» **DATASET CONTENT**:
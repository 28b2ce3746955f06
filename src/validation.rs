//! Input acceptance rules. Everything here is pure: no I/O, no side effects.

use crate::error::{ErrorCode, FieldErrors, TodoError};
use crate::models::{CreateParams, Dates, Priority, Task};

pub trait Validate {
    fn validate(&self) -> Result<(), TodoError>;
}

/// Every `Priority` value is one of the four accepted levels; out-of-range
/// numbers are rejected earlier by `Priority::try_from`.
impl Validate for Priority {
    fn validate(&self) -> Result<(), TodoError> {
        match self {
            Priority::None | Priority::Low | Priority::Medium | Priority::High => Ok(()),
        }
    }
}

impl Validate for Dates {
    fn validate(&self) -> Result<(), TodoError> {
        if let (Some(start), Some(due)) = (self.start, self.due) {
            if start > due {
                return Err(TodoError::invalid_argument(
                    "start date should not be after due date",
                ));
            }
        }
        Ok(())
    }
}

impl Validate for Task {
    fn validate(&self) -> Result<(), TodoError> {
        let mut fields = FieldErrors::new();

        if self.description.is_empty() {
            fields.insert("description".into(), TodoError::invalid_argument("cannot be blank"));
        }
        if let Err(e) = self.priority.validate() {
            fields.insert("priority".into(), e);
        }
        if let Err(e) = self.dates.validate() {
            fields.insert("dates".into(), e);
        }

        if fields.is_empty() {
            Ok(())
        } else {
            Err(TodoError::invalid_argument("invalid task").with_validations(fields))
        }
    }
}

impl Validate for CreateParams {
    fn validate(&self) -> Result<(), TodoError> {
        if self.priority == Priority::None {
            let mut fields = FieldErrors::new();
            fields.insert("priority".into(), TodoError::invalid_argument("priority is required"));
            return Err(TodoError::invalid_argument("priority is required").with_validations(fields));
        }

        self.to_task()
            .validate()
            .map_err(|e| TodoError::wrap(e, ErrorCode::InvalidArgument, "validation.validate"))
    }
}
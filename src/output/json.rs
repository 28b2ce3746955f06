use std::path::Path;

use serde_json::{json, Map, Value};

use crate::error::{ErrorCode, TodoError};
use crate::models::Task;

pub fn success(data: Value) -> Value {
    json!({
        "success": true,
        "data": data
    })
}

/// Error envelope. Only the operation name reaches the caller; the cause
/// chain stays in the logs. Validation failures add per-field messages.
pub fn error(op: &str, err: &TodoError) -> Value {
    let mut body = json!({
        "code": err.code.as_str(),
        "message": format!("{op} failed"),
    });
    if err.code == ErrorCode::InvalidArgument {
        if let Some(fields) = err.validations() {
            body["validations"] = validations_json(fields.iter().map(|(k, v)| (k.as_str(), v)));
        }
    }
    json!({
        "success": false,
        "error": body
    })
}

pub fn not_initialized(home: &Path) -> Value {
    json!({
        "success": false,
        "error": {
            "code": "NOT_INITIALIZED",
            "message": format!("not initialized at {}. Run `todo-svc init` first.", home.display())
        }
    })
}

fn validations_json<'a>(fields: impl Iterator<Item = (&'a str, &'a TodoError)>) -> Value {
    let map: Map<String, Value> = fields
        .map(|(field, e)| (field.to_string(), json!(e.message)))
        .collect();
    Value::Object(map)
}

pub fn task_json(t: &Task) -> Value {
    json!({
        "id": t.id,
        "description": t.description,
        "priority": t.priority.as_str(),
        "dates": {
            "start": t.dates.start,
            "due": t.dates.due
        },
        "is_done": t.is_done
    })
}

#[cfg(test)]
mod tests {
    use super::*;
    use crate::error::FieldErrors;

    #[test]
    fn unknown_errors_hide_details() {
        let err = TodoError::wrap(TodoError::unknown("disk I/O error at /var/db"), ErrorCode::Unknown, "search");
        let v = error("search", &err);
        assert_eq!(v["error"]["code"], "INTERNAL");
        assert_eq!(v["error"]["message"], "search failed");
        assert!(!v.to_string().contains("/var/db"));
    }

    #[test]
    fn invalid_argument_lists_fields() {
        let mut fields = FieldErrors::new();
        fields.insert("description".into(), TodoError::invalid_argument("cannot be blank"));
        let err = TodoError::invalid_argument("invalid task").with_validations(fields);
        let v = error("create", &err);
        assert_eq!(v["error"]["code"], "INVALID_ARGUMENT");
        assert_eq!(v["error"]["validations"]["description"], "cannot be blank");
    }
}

---

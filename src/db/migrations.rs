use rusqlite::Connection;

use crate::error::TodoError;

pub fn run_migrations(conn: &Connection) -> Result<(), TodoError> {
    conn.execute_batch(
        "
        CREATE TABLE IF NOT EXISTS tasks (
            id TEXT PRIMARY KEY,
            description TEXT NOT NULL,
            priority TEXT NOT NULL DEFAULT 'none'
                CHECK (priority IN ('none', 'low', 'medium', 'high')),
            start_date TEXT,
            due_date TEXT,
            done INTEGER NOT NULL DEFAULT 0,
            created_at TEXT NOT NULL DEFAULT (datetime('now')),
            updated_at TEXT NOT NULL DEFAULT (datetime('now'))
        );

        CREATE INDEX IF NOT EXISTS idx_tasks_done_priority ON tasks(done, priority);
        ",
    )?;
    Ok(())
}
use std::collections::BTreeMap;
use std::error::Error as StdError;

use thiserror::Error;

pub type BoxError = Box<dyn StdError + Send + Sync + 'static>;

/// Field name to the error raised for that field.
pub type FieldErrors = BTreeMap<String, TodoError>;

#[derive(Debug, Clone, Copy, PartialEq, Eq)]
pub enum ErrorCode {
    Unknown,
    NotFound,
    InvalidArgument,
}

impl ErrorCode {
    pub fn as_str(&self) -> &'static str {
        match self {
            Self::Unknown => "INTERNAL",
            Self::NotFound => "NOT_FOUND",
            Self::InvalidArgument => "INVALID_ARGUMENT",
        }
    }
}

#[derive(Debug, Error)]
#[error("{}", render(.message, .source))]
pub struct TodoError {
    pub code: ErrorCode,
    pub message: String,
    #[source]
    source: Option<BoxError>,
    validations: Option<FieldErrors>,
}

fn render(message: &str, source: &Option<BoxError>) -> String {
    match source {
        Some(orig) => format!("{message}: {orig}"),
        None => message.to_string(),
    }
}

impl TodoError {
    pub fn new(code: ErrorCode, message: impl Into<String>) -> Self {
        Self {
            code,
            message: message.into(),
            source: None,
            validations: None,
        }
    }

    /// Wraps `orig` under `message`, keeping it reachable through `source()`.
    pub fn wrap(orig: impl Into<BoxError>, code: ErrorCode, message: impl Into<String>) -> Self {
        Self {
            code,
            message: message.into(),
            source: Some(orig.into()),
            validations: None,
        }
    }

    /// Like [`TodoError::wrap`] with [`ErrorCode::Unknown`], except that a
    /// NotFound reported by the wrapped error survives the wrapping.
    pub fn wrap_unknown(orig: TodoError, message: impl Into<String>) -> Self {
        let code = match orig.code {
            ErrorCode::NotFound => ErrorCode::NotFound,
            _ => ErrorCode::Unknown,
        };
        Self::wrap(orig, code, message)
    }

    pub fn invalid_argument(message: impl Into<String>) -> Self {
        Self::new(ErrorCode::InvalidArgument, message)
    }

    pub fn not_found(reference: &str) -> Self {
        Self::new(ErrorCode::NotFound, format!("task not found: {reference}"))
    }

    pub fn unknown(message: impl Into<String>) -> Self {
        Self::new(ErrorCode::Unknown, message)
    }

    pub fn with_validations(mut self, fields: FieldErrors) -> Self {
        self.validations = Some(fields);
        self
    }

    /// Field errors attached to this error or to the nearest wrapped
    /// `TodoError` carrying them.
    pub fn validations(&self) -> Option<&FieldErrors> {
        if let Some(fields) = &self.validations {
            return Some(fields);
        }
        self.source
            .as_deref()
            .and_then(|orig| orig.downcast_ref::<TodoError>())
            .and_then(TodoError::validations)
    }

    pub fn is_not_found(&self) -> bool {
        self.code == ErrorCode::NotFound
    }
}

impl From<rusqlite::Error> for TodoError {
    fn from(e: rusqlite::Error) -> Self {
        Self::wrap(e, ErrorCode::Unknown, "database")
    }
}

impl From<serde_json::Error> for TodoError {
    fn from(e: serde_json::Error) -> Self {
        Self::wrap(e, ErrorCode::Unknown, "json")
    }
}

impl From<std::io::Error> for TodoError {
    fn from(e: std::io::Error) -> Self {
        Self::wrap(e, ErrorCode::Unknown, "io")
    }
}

» **WORK REQUEST**: Each line in the listing where the word "blank" is found is to be copied.

» **WRITTEN SOLUTION**:
            fields.insert("description".into(), TodoError::invalid_argument("cannot be blank"));
        fields.insert("description".into(), TodoError::invalid_argument("cannot be blank"));
        assert_eq!(v["error"]["validations"]["description"], "cannot be blank");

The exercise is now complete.